Poster Presentation 37th Lorne Cancer Conference 2025

MIOFlo reveals temporal transcriptional relationships across the cancer cell-state landscape (#148)

Alexander Tong* 1 2 3 , Manik Kuchroo* 4 5 , Xingzhi Sun* 1 , Shabarni Gupta 6 , Aarthi Venkat 7 , Dhananjay Bhaskar 1 8 9 , Beatriz P. Perez San Juan 6 , Laura Rangel 6 , Brandon Zhu 10 , John G. Lock 11 , Christine Chaffer 6 12 , Smita Krishnaswamy 1 8
  1. Department of Computer Science, Yale University, New Haven, CT, USA
  2. Department of Computer Science and Operations Research, University of Montreal, Montreal, QC, Canada
  3. Mila – Quebec AI Institute, Montreal, QC, Canada
  4. Department of Neuroscience, Yale University, New Haven, CT, USA
  5. Department of Medicine, Massachusetts General Hospital, Boston, MA, USA
  6. The Garvan Institute of Medical Research, Darlinghurst, NSW, Australia
  7. Computational Biology and Bioinformatics Program, Yale University, New Haven, CT, USA, New Haven, CT, USA
  8. Department of Genetics, Yale University, New Haven, CT, USA
  9. Kavli Institute for Neuroscience, Yale University, New Haven, CT, USA
  10. Yale College, New Haven, CT, USA
  11. Systems Microscopy, University of New South Wales, Sydney, NSW, Australia
  12. St Vincent’s Clinical School, University of New South Wales, Sydney, NSW, Australia

Cell-state plasticity is the underlying mechanism through which cancer cells undergo dynamic, non-genetic changes contributing to their proliferation and metastasis. Cancer cells can be thought to exist within a spectrum of phenotypic states connected by trajectories defining dynamic transitions within a cancer cell-state landscape. At one end of this spectrum, are the metastasis-seeding cancer stem cells (CSCs) with invasive mesenchymal properties critical to tumour initiation and therapy resistance. Non-CSCs generated through differentiation of CSCs are progeny cells with epithelial properties sitting on the other end of this spectrum. The dynamic cell-state transitions between these extremes are regulated by intrinsic programs such as the epithelial-to-mesenchymal transition (EMT) and the reverse mesenchymal-to-epithelial transition (MET). This study aims to define the dynamic transitions that drive CSCs into a chemotherapy-sensitive non-CSC-like state through the MET program in the cancer cell-state landscape.

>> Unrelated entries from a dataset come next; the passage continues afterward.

use chrono::{DateTime, Utc};
use serde::{Deserialize, Serialize};
use std::fmt;
use uuid::Uuid;

use crate::error::ValidationError;

// Opaque string ids. Empty values are rejected both on construction and on deserialization.
macro_rules! string_id {
    ($name:ident, $label:literal) => {
        #[derive(Debug, Clone, PartialEq, Eq, Hash, PartialOrd, Ord, Serialize, Deserialize)]
        #[serde(try_from = "String", into = "String")]
        pub struct $name(String);

        impl $name {
            pub fn new(value: impl Into<String>) -> Result<Self, ValidationError> {
                let value = value.into();
                if value.trim().is_empty() {
                    return Err(ValidationError::EmptyId($label));
                }
                Ok(Self(value))
            }

            pub fn as_str(&self) -> &str {
                &self.0
            }
        }

        impl TryFrom<String> for $name {
            type Error = ValidationError;

            fn try_from(value: String) -> Result<Self, Self::Error> {
                Self::new(value)
            }
        }

        impl From<$name> for String {
            fn from(id: $name) -> Self {
                id.0
            }
        }

        impl fmt::Display for $name {
            fn fmt(&self, f: &mut fmt::Formatter<'_>) -> fmt::Result {
                f.write_str(&self.0)
            }
        }
    };
}

string_id!(VoteId, "vote id");
string_id!(CategoryId, "award_category_id");
string_id!(NominatorId, "nominator_id");
string_id!(NomineeId, "nominee_id");

#[derive(Debug, Clone, PartialEq, Serialize, Deserialize)]
pub struct Vote {
    pub id: VoteId,
    pub award_category_id: CategoryId,
    pub nominator_id: NominatorId,
    pub nominee_id: NomineeId,
    #[serde(default)]
    pub nominee_name: Option<String>,
    #[serde(default)]
    pub reason: Option<String>,
    pub timestamp: DateTime<Utc>,
}

#[derive(Debug, Clone, PartialEq, Serialize, Deserialize)]
pub struct AwardCategory {
    pub id: CategoryId,
    pub name: String,
    pub icon: String,
    pub description: String,
}

/// A vote as submitted, before it is assigned an id and timestamp.
#[derive(Debug, Clone, PartialEq, Serialize, Deserialize)]
pub struct VoteSubmission {
    pub award_category_id: CategoryId,
    pub nominator_id: NominatorId,
    pub nominee_id: NomineeId,
    #[serde(default)]
    pub nominee_name: Option<String>,
    #[serde(default)]
    pub reason: Option<String>,
}

#[derive(Debug, Clone, PartialEq, Serialize, Deserialize)]
pub struct VotingStatus {
    pub is_voting_open: bool,
    pub results_visible: bool,
    pub updated_at: DateTime<Utc>,
    pub updated_by: Option<String>,
    pub ends_at: Option<DateTime<Utc>>,
}

impl Vote {
    pub fn new(submission: VoteSubmission) -> Self {
        Self {
            id: VoteId(Uuid::new_v4().to_string()),
            award_category_id: submission.award_category_id,
            nominator_id: submission.nominator_id,
            nominee_id: submission.nominee_id,
            nominee_name: submission.nominee_name,
            reason: submission.reason,
            timestamp: Utc::now(),
        }
    }
}

impl Default for VotingStatus {
    fn default() -> Self {
        Self {
            is_voting_open: false,
            results_visible: false,
            updated_at: Utc::now(),
            updated_by: None,
            ends_at: None,
        }
    }
}

impl VotingStatus {
    pub fn is_expired(&self, now: DateTime<Utc>) -> bool {
        self.ends_at.is_some_and(|ends_at| ends_at < now)
    }
}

We developed a neural ODE network called MIOFlow that learns continuous dynamics from static transcriptomic data and applied it to time-lapsed single-cell expression measurements from an in-vitro triple-negative breast cancer MET differentiation system. This led to the identification of core transcriptional factors associated with the emergence of the epithelial trajectory (non-CSC state). We constructed a gene regulatory network to sketch the transcriptional circuitry underlying the MET. The regulatory effect of one gene, the estrogen-related receptor alpha (ESRRA) was validated using orthogonal approaches including RNAi, western blotting, and immunofluorescence. Indeed, the knockdown of ESRRA increased epithelial cell state marker CDH1 (E-cadherin) expression. The downregulation of ESRRA within tumorsphere was validated temporally, together with the concomitant downregulation of mesenchymal cell-state marker ZEB1 and upregulation of CDH1. Furthermore, inhibition of ESRRA in triple-negative breast cancer cells prevented metastatic seeding in lungs via in vivo tail vein injections.

MIOFlow, thus presents an innovative approach to characterizing the dynamic molecular programs derived from time-point-based transcriptomic datasets. Using this approach, we have defined the key transcription factors and validated ESRRA as a key driver of MET in the cancer which have broad implications for translational research aimed at driving CSCs out of their aggressive state to inhibit metastasis and chemotherapy-resistant disease.

  1. Tong, Alexander, Manik Kuchroo, Shabarni Gupta, Aarthi Venkat, Beatriz P. San Juan, Laura Rangel, Brandon Zhu, John G. Lock, Christine L. Chaffer, and Smita Krishnaswamy. "Learning transcriptional and regulatory dynamics driving cancer cell plasticity using neural ODE-based optimal transport." bioRxiv (2023): 2023-03.
  2. Tong, Alexander, Jessie Huang, Guy Wolf, David Van Dijk, and Smita Krishnaswamy. "Trajectorynet: A dynamic optimal transport network for modeling cellular dynamics." In International conference on machine learning, pp. 9526-9536. PMLR, 2020.
  3. Burkhardt, Daniel B., Beatriz P. San Juan, John G. Lock, Smita Krishnaswamy, and Christine L. Chaffer. "Mapping phenotypic plasticity upon the cancer cell state landscape using manifold learning." Cancer discovery 12, no. 8 (2022): 1847-1859.